Copy each line of the entries that includes the word "tokio".

[SUPPLIED DATA]

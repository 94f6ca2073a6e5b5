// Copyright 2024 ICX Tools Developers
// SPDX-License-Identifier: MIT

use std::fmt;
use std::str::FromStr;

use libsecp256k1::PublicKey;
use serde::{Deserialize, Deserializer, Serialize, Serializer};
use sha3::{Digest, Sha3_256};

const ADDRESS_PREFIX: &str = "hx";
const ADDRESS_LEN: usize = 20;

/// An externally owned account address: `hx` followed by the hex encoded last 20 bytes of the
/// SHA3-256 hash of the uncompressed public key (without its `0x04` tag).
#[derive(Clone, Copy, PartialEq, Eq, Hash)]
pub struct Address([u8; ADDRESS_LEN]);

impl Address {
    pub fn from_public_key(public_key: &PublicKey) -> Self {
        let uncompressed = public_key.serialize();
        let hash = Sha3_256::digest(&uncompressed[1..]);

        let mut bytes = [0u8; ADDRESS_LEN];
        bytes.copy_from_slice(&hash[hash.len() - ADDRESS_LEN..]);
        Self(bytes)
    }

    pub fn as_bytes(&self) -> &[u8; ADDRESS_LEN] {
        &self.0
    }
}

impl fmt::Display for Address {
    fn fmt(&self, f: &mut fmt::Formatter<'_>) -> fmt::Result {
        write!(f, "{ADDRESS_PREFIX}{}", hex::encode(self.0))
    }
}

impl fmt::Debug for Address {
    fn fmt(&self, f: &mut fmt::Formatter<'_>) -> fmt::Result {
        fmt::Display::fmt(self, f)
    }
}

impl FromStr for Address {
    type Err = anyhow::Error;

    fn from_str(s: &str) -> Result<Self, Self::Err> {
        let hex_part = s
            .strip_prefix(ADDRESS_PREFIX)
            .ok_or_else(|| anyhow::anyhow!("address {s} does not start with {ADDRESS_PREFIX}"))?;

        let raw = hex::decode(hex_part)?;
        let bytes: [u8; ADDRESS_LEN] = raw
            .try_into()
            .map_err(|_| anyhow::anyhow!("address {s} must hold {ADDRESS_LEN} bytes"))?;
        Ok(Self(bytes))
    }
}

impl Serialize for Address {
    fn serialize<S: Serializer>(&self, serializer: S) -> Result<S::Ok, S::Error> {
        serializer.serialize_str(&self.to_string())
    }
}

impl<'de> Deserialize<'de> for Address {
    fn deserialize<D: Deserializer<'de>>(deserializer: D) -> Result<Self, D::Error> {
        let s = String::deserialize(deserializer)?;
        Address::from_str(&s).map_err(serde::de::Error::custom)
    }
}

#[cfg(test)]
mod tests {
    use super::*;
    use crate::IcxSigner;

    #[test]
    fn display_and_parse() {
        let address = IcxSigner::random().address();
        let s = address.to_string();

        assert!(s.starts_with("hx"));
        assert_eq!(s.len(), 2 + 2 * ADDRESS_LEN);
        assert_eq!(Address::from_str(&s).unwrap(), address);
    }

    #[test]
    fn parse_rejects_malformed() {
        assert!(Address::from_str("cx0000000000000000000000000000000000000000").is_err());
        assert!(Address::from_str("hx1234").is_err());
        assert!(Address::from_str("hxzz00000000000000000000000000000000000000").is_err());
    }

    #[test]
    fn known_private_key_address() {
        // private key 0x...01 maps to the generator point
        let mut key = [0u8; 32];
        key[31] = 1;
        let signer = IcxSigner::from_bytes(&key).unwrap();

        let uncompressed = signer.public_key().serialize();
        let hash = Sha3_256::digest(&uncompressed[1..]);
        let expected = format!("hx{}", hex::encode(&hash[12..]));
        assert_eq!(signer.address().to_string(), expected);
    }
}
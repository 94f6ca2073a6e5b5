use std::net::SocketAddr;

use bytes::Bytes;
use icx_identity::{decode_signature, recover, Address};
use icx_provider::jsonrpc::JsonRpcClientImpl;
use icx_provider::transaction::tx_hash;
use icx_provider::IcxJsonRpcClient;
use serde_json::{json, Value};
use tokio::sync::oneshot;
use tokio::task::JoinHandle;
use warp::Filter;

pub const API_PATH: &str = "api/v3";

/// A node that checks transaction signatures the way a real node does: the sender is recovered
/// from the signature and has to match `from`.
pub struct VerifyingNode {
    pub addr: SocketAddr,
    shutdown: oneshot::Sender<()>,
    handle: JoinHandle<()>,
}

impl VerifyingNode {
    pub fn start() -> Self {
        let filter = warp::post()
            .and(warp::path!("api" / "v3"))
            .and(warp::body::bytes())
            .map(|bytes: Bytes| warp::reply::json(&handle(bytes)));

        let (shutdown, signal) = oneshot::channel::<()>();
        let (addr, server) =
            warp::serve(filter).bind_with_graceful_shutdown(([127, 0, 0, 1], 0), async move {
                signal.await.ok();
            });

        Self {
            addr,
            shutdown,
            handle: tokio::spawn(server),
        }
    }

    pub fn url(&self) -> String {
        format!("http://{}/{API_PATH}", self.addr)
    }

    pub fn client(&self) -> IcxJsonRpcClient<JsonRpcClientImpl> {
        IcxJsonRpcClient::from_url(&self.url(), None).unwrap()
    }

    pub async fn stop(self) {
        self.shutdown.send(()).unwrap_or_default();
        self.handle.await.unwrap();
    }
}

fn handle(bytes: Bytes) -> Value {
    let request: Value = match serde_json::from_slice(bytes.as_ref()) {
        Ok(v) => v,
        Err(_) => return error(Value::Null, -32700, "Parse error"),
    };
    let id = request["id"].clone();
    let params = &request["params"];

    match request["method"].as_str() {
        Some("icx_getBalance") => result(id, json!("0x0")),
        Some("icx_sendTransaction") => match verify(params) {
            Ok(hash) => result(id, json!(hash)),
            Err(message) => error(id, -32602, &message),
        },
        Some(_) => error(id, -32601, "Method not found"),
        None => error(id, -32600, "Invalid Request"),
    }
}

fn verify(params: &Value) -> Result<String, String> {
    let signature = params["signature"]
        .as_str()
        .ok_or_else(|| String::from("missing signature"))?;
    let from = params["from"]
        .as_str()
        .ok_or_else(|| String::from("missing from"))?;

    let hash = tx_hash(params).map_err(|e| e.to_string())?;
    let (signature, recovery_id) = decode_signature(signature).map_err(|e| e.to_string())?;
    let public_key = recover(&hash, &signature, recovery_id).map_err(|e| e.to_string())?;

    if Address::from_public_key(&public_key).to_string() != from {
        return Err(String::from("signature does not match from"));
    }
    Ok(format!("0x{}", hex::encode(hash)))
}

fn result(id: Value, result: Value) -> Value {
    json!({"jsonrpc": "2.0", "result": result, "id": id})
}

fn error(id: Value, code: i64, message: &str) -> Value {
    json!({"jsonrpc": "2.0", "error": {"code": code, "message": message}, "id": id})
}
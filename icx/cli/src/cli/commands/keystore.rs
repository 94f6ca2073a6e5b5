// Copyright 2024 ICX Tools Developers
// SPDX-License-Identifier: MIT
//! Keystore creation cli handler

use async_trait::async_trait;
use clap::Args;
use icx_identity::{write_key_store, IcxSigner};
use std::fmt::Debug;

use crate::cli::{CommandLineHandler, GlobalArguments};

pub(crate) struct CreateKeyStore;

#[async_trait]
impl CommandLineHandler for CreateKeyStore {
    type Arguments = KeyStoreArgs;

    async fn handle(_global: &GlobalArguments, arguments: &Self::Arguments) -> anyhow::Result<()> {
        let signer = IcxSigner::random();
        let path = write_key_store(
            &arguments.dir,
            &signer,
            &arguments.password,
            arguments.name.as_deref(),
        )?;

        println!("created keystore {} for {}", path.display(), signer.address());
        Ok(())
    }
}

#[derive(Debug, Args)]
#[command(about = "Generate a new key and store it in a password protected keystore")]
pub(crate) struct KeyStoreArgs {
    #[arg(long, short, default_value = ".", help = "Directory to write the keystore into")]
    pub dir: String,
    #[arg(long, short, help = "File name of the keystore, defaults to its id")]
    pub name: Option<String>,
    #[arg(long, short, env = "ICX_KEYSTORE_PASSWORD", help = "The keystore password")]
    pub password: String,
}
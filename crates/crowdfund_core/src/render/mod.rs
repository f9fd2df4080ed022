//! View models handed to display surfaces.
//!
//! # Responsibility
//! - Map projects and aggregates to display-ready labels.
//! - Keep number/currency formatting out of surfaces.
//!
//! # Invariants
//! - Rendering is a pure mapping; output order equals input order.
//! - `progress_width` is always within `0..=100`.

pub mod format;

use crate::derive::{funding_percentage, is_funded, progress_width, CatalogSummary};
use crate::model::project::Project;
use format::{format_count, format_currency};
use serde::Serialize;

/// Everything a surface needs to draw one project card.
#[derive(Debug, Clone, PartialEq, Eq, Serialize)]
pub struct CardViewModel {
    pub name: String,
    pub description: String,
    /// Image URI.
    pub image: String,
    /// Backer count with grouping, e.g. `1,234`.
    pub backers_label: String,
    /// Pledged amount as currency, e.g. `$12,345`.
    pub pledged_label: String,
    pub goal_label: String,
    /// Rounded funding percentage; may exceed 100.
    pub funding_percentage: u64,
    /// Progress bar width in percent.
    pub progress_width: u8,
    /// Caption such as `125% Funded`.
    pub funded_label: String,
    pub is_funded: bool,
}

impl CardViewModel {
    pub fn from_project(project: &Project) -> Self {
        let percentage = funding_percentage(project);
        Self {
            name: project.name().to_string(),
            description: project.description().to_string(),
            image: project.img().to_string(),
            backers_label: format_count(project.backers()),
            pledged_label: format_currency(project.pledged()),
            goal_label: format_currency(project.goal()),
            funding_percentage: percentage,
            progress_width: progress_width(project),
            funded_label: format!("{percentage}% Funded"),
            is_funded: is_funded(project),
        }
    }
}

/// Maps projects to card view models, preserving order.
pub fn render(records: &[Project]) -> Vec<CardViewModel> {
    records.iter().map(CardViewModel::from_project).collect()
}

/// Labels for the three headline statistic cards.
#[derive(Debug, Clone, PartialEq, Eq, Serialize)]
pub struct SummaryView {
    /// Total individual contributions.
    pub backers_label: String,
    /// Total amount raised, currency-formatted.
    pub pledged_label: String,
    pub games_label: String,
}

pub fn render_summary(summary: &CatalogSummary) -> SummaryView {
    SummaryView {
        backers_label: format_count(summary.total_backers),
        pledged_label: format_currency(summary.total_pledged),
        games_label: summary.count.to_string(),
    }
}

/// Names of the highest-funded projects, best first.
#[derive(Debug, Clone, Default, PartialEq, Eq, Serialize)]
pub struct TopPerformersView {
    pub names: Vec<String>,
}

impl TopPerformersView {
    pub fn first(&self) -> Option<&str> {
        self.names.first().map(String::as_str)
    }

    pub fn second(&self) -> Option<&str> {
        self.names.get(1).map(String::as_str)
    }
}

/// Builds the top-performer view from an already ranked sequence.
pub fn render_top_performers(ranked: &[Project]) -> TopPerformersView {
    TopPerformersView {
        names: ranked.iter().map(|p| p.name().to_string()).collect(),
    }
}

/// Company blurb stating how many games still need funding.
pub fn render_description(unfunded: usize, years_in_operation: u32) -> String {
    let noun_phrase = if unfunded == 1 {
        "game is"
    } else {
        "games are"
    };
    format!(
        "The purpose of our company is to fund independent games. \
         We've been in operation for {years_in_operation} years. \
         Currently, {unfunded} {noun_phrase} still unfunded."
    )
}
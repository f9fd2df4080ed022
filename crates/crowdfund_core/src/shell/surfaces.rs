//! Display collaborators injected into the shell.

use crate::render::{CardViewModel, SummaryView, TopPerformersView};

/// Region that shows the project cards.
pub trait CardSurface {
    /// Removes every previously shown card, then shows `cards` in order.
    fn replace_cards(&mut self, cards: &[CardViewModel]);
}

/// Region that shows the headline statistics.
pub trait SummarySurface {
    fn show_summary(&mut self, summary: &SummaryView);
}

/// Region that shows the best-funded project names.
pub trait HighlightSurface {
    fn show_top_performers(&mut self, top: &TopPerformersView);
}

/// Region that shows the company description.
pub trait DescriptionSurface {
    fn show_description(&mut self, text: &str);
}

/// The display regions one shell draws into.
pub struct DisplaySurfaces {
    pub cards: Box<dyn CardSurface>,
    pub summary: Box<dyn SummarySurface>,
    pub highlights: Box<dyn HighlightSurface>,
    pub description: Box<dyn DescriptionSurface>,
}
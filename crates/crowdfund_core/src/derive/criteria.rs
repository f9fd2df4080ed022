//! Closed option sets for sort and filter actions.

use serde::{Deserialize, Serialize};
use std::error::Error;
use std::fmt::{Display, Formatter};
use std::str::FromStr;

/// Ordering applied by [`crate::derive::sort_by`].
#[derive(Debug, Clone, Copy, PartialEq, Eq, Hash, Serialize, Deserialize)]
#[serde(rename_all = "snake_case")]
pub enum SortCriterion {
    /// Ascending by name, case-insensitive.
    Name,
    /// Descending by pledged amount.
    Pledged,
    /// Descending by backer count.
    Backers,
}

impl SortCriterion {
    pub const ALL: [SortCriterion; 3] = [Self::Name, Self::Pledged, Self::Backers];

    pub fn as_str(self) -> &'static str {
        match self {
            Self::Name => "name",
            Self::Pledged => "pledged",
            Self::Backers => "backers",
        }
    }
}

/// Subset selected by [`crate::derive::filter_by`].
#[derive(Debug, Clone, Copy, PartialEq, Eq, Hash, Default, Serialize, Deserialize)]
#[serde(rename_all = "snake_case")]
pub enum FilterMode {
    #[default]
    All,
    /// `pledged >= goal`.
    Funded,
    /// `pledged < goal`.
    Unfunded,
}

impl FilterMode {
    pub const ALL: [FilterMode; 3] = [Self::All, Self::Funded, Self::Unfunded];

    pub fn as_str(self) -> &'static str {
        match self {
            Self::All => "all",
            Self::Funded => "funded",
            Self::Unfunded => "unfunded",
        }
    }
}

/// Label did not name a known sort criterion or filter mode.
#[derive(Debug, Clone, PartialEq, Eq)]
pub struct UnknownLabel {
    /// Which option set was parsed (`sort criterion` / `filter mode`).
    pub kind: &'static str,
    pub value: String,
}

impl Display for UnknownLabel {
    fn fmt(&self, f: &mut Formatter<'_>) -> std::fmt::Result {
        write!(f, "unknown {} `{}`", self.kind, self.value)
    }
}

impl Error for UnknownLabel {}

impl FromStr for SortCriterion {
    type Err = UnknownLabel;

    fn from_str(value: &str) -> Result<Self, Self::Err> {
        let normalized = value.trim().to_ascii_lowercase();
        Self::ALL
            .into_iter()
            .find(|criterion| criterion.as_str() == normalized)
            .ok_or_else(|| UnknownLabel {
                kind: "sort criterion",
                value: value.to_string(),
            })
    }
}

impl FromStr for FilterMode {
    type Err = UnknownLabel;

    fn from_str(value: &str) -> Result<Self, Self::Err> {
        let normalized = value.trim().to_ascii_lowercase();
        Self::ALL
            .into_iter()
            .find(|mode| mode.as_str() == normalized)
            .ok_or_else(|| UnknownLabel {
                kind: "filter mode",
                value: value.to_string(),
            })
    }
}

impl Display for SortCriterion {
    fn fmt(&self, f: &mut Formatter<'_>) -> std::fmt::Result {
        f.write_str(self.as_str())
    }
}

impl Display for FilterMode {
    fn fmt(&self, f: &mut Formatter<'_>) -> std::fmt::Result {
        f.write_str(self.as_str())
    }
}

[/SUPPLIED DATA]

▶ TASK RESPONSE:
use tokio::sync::oneshot;
use tokio::task::JoinHandle;
            handle: tokio::spawn(server),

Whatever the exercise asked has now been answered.